Colby Cyrus (25) is the writer, director, and star of his directorial debut "Muddy Water." Colby grew up in the small town of Moosup, CT. Colby went to the Acting Studio in NYC. Colby started as an actor but has matured nicely into the other aspects of filmmaking. Colby works now as a co-owner of Ski Productions with his colleague Andrew Medeiros. Muddy Water has really hit the ground running for the pair, and the film hopes to be the start of a promising production company. Colby is excited to grow as an artist and wants to make a permanent career out of directing the film.

Andrew Medeiros (28) is the Executive Producer of Muddy Water. Andrew and Colby Cyrus (the director of Muddy Water) are co-owners of their own independent production company Ski Productions LLC, in which they co-write, co-direct, and co-star together in the films they make. Andrew and Colby have just started to get their production company off the ground with their first short film Muddy Water. Andrew met Colby when Andrew started the sketch comedy youtube channel Not That Clever. A youtube channel Andrew Co-created when he was struggling to book professional auditions in New York. Andrew cast Colby as a writer, and actor in the channel's first season of production and the two have been friends and creative collaborators ever since.

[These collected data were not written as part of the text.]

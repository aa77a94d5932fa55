//! One-shot swap against the local transaction log.
//!
//! Usage: simulate_swap FROM TO AMOUNT
//!
//! Refreshes prices once, quotes the swap, runs the confirmation step and
//! prints the reconciled balances afterwards.

use anyhow::{bail, Result};
use rust_decimal_macros::dec;
use std::sync::Arc;
use tracing::{info, warn, Level};
use tracing_subscriber::FmtSubscriber;

use bluepeak_portfolio::config::Config;
use bluepeak_portfolio::networks::{native_symbols, network_for};
use bluepeak_portfolio::portfolio::valuate;
use bluepeak_portfolio::price_feed::PriceFeed;
use bluepeak_portfolio::price_source::CoinGeckoSource;
use bluepeak_portfolio::reconcile::Reconciler;
use bluepeak_portfolio::swap::{quote, ExecutionMode, SwapOutcome, SwapService};
use bluepeak_portfolio::tracker::BalanceTracker;
use bluepeak_portfolio::tx_log::TransactionLog;
use bluepeak_portfolio::wallet::{RpcWallet, SimulatedWallet, Wallet};

const DEMO_ADDRESS: &str = "0x000000000000000000000000000000000000b1ee";

#[tokio::main]
async fn main() -> Result<()> {
    let args: Vec<String> = std::env::args().collect();
    if args.len() != 4 {
        bail!("Usage: {} FROM TO AMOUNT", args.first().map(String::as_str).unwrap_or("simulate_swap"));
    }
    let from = args[1].to_uppercase();
    let to = args[2].to_uppercase();
    let amount = &args[3];

    let config = Config::from_env()?;
    let _subscriber = FmtSubscriber::builder()
        .with_max_level(if config.log_level == "debug" { Level::DEBUG } else { Level::INFO })
        .with_target(false)
        .compact()
        .init();

    let log = Arc::new(TransactionLog::open(&config.data_dir)?);
    let wallet: Arc<dyn Wallet> = match &config.rpc_url {
        Some(rpc_url) => Arc::new(RpcWallet::new(
            rpc_url,
            config.chain_id,
            config.private_key.as_deref(),
            config.wallet_address.as_deref(),
        )?),
        None => Arc::new(SimulatedWallet::new(
            config.wallet_address.as_deref().unwrap_or(DEMO_ADDRESS),
            config.chain_id,
            dec!(1.25),
        )),
    };
    if let Err(e) = wallet.connect().await {
        warn!("Wallet not connected: {}", e);
    }

    let feed = PriceFeed::new(
        Arc::new(CoinGeckoSource::new(&config.price_api_url)),
        config.feed_config(),
    );
    let status = feed.refresh().await;
    info!("Prices: {:?}", status);
    let prices = feed.authoritative();

    let q = quote(&from, &to, amount, &prices)?;
    info!(
        "Quote: {} {} -> {} {} (rate {}, ~${})",
        q.from_amount, q.from_symbol, q.to_amount, q.to_symbol, q.rate, q.value_usd
    );

    let mode = if config.simulate_swaps {
        ExecutionMode::Simulated
    } else {
        ExecutionMode::SelfTransaction
    };
    let service = SwapService::new(wallet.clone(), log.clone(), mode);

    let native_symbol = network_for(config.chain_id).native_symbol();
    if let Some(cost) = service.network_cost_usd(feed.price(native_symbol).unwrap_or_default()).await {
        info!("Estimated network cost: ${}", cost);
    }

    match service.execute(&q).await? {
        SwapOutcome::Completed(tx) => info!("Recorded {} ({})", tx.describe(), tx.id),
        SwapOutcome::Cancelled => {
            info!("Swap cancelled, nothing recorded");
            return Ok(());
        }
    }

    let reconciler = Reconciler::new(config.demo_balances.clone(), native_symbol, native_symbols());
    let tracker = BalanceTracker::new(wallet, log, reconciler);
    let balances = tracker.refresh_native().await;
    valuate(&balances, &prices, native_symbol).print_summary();

    Ok(())
}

What was the inspiration behind the making of Muddy Water?

Colby Cyrus (CC): The inspiration behind the making of Muddy Water is that it is a reality of many people I knew growing up. Granted, the circumstances portrayed in the film are more extreme, but the idea that people go down wrong paths because they don’t have another option. Growing up in a small town you are surrounded by people who can’t get out of their own way and keep doing the rat race. In the same sense, there is beauty in a small town in the USA. The people from those areas are trying hard to change their ways for the better, but with the limited resources and options they become desperate. Desperate people act out of character due to their surroundings. Muddy Water attempts to illustrate the lengths people will go to get a step ahead.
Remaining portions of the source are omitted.